Re: Underscores

2009-07-18 Thread twofers
I am mainly using the rule to check the header subject, I haven't added it to a 
body check.
 
So, between the 3 choices:
1.  /(?:[^_]{1,30}_+){5}/
2. /\S+_+\S+_+\S+/
3. R02 /^\S{30,}$/m
 
Which covers the most territory given the example I submitted?

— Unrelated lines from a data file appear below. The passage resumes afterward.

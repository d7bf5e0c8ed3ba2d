//! Body and query extractors whose rejections answer with the `EngineError` JSON body
//! instead of axum's plain-text defaults.

use axum::extract::{FromRequest, FromRequestParts};

use crate::error::EngineError;

#[derive(FromRequest)]
#[from_request(via(axum::Json), rejection(EngineError))]
pub struct ApiJson<T>(pub T);

#[derive(FromRequestParts)]
#[from_request(via(axum::extract::Query), rejection(EngineError))]
pub struct ApiQuery<T>(pub T);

I'm basically 
interested in identifying those garbage subject lines laced with characters 
like underscores, periods, hyphens, semi-colons, etc; so rather than use 
several rules to trap those individual characters, maybe there is a more 
effective way to resolve this.
 
Thanks, Wes


  

Re: Underscores

2009-07-18 Thread John Hardin

On Sat, 18 Jul 2009, twofers wrote:

I am mainly using the rule to check the header subject, I haven't added 
it to a body check.

?
So, between the 3 choices:
1.  /(?:[^_]{1,30}_+){5}/
2. /\S+_+\S+_+\S+/
3. R02 /^\S{30,}$/m

?Which covers the most territory given the example I submitted? I'm
basically interested in identifying those garbage subject lines laced 
with characters like underscores, periods, hyphens, semi-colons, etc; so 
rather than use several rules to trap those individual characters, maybe 
there is a more effective way to resolve this.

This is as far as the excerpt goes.